Friday, December 23, 2011

with seed to sow

I have cried more in the past 4 months than I have cried probably in my entire life.  Tears of disappointment, tears of longing, tears of hope, tears of feeling loved, tears of feeling alone, tears of fear, tears of brokenness, tears of stubbornly holding on to what I think I want, tears of loss, tears of renewal....so many tears.  They come almost daily.  They come unexpectedly.  They come.

And this is my hope:
Those who sow with tears
   will reap with songs of joy.
Those who go out weeping,
   carrying seed to sow,
will return with songs of joy,
   carrying sheaves with them.  Psalm 126:5-6
 



The hurt that broke your heart
And left you trembling in the dark
Feeling lost and alone
Will tell you hope’s a lie
But what if every tear you cry
Will seed the ground where joy will grow
And nothing is wasted
Nothing is wasted
In the hands of our Redeemer
Nothing is wasted
It’s from the deepest wounds
That beauty finds a place to bloom
And you will see before the end
That every broken piece is
Gathered in the heart of Jesus
And what’s lost will be found again
And nothing is wasted
Nothing is wasted
In the hands of our Redeemer
Nothing is wasted
From the ruins
From the ashes
Beauty will rise
From the wreckage
From the darkness
Glory will shine

black hole

I'd never felt this way before.  It was as if I were looking into a gaping, black hole, the deepest of all holes...infinite.  The hole yawned larger and larger, hungry, begging, demanding to be filled.    I was desperate to fill up the hole before its hunger consumed me, devoured me.  Frantic, I began to cram things into it: friendships, fun activities, service, work, family, sleep, food, but there is nothing on this earth that can fill up a hole that is infinite.

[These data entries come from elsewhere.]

//! Output coalescing.
//!
//! A terminal emits many tiny writes (every echoed keystroke, every redraw
//! fragment). The coalescer gathers them and hands back one frame per
//! debounce interval. The flush deadline lives here as plain state; the
//! session loop sleeps until it and then calls [`OutputCoalescer::flush`].

use std::time::Duration;

use shell_core::{FramingMode, OutputFrame};
use shell_pty::Utf8Decoder;
use tokio::time::Instant;

enum Pending {
    Binary(Vec<u8>),
    Text { text: String, decoder: Utf8Decoder },
}

pub struct OutputCoalescer {
    interval: Duration,
    pending: Pending,
    deadline: Option<Instant>,
}

impl OutputCoalescer {
    pub fn new(mode: FramingMode, interval: Duration) -> Self {
        let pending = match mode {
            FramingMode::Binary => Pending::Binary(Vec::new()),
            FramingMode::Text => Pending::Text {
                text: String::new(),
                decoder: Utf8Decoder::new(),
            },
        };
        Self {
            interval,
            pending,
            deadline: None,
        }
    }

    /// Append a chunk of terminal output.
    ///
    /// Returns `true` if this call scheduled a flush; chunks arriving while a
    /// flush is already scheduled join it.
    pub fn push(&mut self, chunk: &[u8]) -> bool {
        match &mut self.pending {
            Pending::Binary(buf) => buf.extend_from_slice(chunk),
            Pending::Text { text, decoder } => text.push_str(&decoder.decode(chunk)),
        }

        if self.deadline.is_some() {
            return false;
        }
        self.deadline = Some(Instant::now() + self.interval);
        true
    }

    /// When the scheduled flush is due, if one is scheduled.
    pub fn deadline(&self) -> Option<Instant> {
        self.deadline
    }

    pub fn is_scheduled(&self) -> bool {
        self.deadline.is_some()
    }

    /// Take everything accumulated so far as one frame and clear the schedule.
    pub fn flush(&mut self) -> Option<OutputFrame> {
        self.deadline = None;
        let frame = match &mut self.pending {
            Pending::Binary(buf) => OutputFrame::Binary(std::mem::take(buf)),
            Pending::Text { text, .. } => OutputFrame::Text(std::mem::take(text)),
        };
        if frame.is_empty() {
            None
        } else {
            Some(frame)
        }
    }

    /// Like [`flush`](Self::flush), but also emits a truncated UTF-8 tail.
    /// Used when no more output will follow.
    pub fn drain(&mut self) -> Option<OutputFrame> {
        if let Pending::Text { text, decoder } = &mut self.pending {
            text.push_str(&decoder.finish());
        }
        self.flush()
    }
}

#[cfg(test)]
mod tests {
    use super::*;

    const INTERVAL: Duration = Duration::from_millis(5);

    #[tokio::test]
    async fn burst_becomes_single_binary_frame() {
        let mut buf = OutputCoalescer::new(FramingMode::Binary, INTERVAL);
        assert!(buf.push(b"l"));
        assert!(!buf.push(b"s"));
        assert!(!buf.push(b"\r\n"));
        assert_eq!(buf.flush(), Some(OutputFrame::Binary(b"ls\r\n".to_vec())));
    }

    #[tokio::test]
    async fn burst_becomes_single_text_frame() {
        let mut buf = OutputCoalescer::new(FramingMode::Text, INTERVAL);
        buf.push(b"shell@");
        buf.push("dévice".as_bytes());
        buf.push(b":/ $ ");
        assert_eq!(
            buf.flush(),
            Some(OutputFrame::Text("shell@dévice:/ $ ".to_string()))
        );
    }

    #[tokio::test(start_paused = true)]
    async fn only_one_deadline_while_pending() {
        let mut buf = OutputCoalescer::new(FramingMode::Binary, INTERVAL);
        let start = Instant::now();
        buf.push(b"a");
        let first = buf.deadline().unwrap();
        assert_eq!(first, start + INTERVAL);

        tokio::time::advance(Duration::from_millis(3)).await;
        buf.push(b"b");
        assert_eq!(buf.deadline(), Some(first));
        assert_eq!(buf.flush(), Some(OutputFrame::Binary(b"ab".to_vec())));
    }

    #[tokio::test(start_paused = true)]
    async fn flush_resets_and_next_chunk_reschedules() {
        let mut buf = OutputCoalescer::new(FramingMode::Binary, INTERVAL);
        buf.push(b"first");
        assert!(buf.flush().is_some());
        assert!(!buf.is_scheduled());
        assert_eq!(buf.flush(), None);

        tokio::time::advance(Duration::from_millis(50)).await;
        assert!(buf.push(b"second"));
        assert_eq!(buf.deadline(), Some(Instant::now() + INTERVAL));
        assert_eq!(buf.flush(), Some(OutputFrame::Binary(b"second".to_vec())));
    }

    #[tokio::test]
    async fn text_mode_keeps_split_characters_intact() {
        let mut buf = OutputCoalescer::new(FramingMode::Text, INTERVAL);
        let bytes = "→ done".as_bytes();
        buf.push(&bytes[..2]);
        assert_eq!(buf.flush(), None);
        buf.push(&bytes[2..]);
        assert_eq!(buf.flush(), Some(OutputFrame::Text("→ done".to_string())));
    }

    #[tokio::test]
    async fn drain_emits_truncated_tail() {
        let mut buf = OutputCoalescer::new(FramingMode::Text, INTERVAL);
        buf.push(b"bye\xE2\x86");
        assert_eq!(
            buf.drain(),
            Some(OutputFrame::Text("bye\u{FFFD}".to_string()))
        );
        assert_eq!(buf.drain(), None);
    }
}
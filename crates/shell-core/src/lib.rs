pub mod config;
pub mod error;
pub mod framing;
pub mod message;
pub mod route;

pub use config::AppConfig;
pub use error::ShellError;
pub use framing::{FramingMode, OutputFrame};
pub use message::{ShellRequest, StartParams};
pub use route::ConnectionQuery;
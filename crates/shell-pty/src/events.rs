//! Events emitted by a running terminal process.
//!
//! A single reader thread produces these in the order the process wrote its
//! output, and `Exit` is always the last event for a process.

/// Event produced by a terminal process.
#[derive(Debug, Clone, PartialEq, Eq)]
pub enum TerminalEvent {
    /// Raw bytes read from the pty master.
    Output(Vec<u8>),

    /// The process exited with the given code.
    Exit(u32),
}
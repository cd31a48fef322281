use shell_core::config::AppConfig;
use shell_pty::{NativePtySpawner, TerminalSpawner};
use std::sync::Arc;

use crate::controller::{ShellContext, ShellSettings};
use crate::tunnel::{AdbTunnel, DeviceTunnel};

/// Shared application state for the server.
#[derive(Clone)]
pub struct AppState {
    pub config: AppConfig,
    pub shell: Arc<ShellContext>,
}

impl AppState {
    /// State backed by adb and the native pty system.
    pub fn new(config: AppConfig) -> Self {
        let settings = ShellSettings::from_config(&config.shell);
        let tunnel = Arc::new(AdbTunnel::new(settings.adb.clone()));
        Self::with_collaborators(config, tunnel, Arc::new(NativePtySpawner))
    }

    pub fn with_collaborators(
        config: AppConfig,
        tunnel: Arc<dyn DeviceTunnel>,
        spawner: Arc<dyn TerminalSpawner>,
    ) -> Self {
        let settings = ShellSettings::from_config(&config.shell);
        Self {
            config,
            shell: Arc::new(ShellContext {
                settings,
                tunnel,
                spawner,
            }),
        }
    }
}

Overwhelmed, exhausted, despairing I realized that my efforts were futile.  There is only one thing that can satisfy the infinite hole of my human heart: the infinite love of an infinite God.

But if I am honest with myself, I often want everything else more than I want the infinite God.  Why?  Because I wonder if He is truly good, if He is truly enough.  I realize that I cannot do this on my own, love Him I mean.  He must do it in me.   

I believe, help my unbelief. 

What is impossible with man is possible with God, and He is able to do abundantly more than we can even ask or think, even fill up the hole.
For this reason I kneel before the Father,  from whom every family in heaven and on earth derives its name. I pray that out of his glorious riches he may strengthen you with power through his Spirit in your inner being, so that Christ may dwell in your hearts through faith. And I pray that you, being rooted and established in love, may have power, together with all the Lord’s holy people, to grasp how wide and long and high and deep is the love of Christ,  and to know this love that surpasses knowledge—that you may be filled to the measure of all the fullness of God. 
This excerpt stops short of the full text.